From the entries below, return every line that includes the word "TopLeft".

BEGIN Exercise inputs

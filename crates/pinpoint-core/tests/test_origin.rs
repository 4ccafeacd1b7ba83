use pinpoint_core::origin::OriginCorner;

// A 100x50 bitmap after the 2 px frame is composited around it.
const SIZE: [f32; 2] = [104.0, 54.0];

#[test]
fn test_top_left_is_identity() {
    assert_eq!(OriginCorner::TopLeft.map([10.0, 20.0], SIZE), [10.0, 20.0]);
}

#[test]
fn test_bottom_left_flips_y() {
    assert_eq!(OriginCorner::BottomLeft.map([10.0, 20.0], SIZE), [10.0, 34.0]);
}

#[test]
fn test_top_right_flips_x() {
    assert_eq!(OriginCorner::TopRight.map([10.0, 20.0], SIZE), [94.0, 20.0]);
}

#[test]
fn test_bottom_right_flips_both() {
    assert_eq!(
        OriginCorner::BottomRight.map([10.0, 20.0], SIZE),
        [94.0, 34.0]
    );
}

#[test]
fn test_each_corner_reads_its_own_position_as_zero() {
    let [w, h] = SIZE;
    assert_eq!(OriginCorner::TopLeft.map([0.0, 0.0], SIZE), [0.0, 0.0]);
    assert_eq!(OriginCorner::BottomLeft.map([0.0, h], SIZE), [0.0, 0.0]);
    assert_eq!(OriginCorner::TopRight.map([w, 0.0], SIZE), [0.0, 0.0]);
    assert_eq!(OriginCorner::BottomRight.map([w, h], SIZE), [0.0, 0.0]);
}

#[test]
fn test_fractional_scene_positions_pass_through() {
    assert_eq!(
        OriginCorner::BottomLeft.map([10.5, 20.25], SIZE),
        [10.5, 33.75]
    );
}

#[test]
fn test_positions_outside_the_bitmap_are_not_clamped() {
    assert_eq!(OriginCorner::TopLeft.map([-3.0, 60.0], SIZE), [-3.0, 60.0]);
    assert_eq!(OriginCorner::BottomLeft.map([-3.0, 60.0], SIZE), [-3.0, -6.0]);
    assert_eq!(OriginCorner::TopRight.map([110.0, 60.0], SIZE), [-6.0, 60.0]);
}

#[test]
fn test_default_origin_is_bottom_left() {
    assert_eq!(OriginCorner::default(), OriginCorner::BottomLeft);
}

#[test]
fn test_selector_lists_all_four_corners() {
    let labels: Vec<String> = OriginCorner::ALL.iter().map(|c| c.to_string()).collect();
    assert_eq!(
        labels,
        ["Top Left", "Bottom Left", "Top Right", "Bottom Right"]
    );
}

END Exercise inputs

_Task response:_
    assert_eq!(OriginCorner::TopLeft.map([10.0, 20.0], SIZE), [10.0, 20.0]);
    assert_eq!(OriginCorner::TopLeft.map([0.0, 0.0], SIZE), [0.0, 0.0]);
    assert_eq!(OriginCorner::TopLeft.map([-3.0, 60.0], SIZE), [-3.0, 60.0]);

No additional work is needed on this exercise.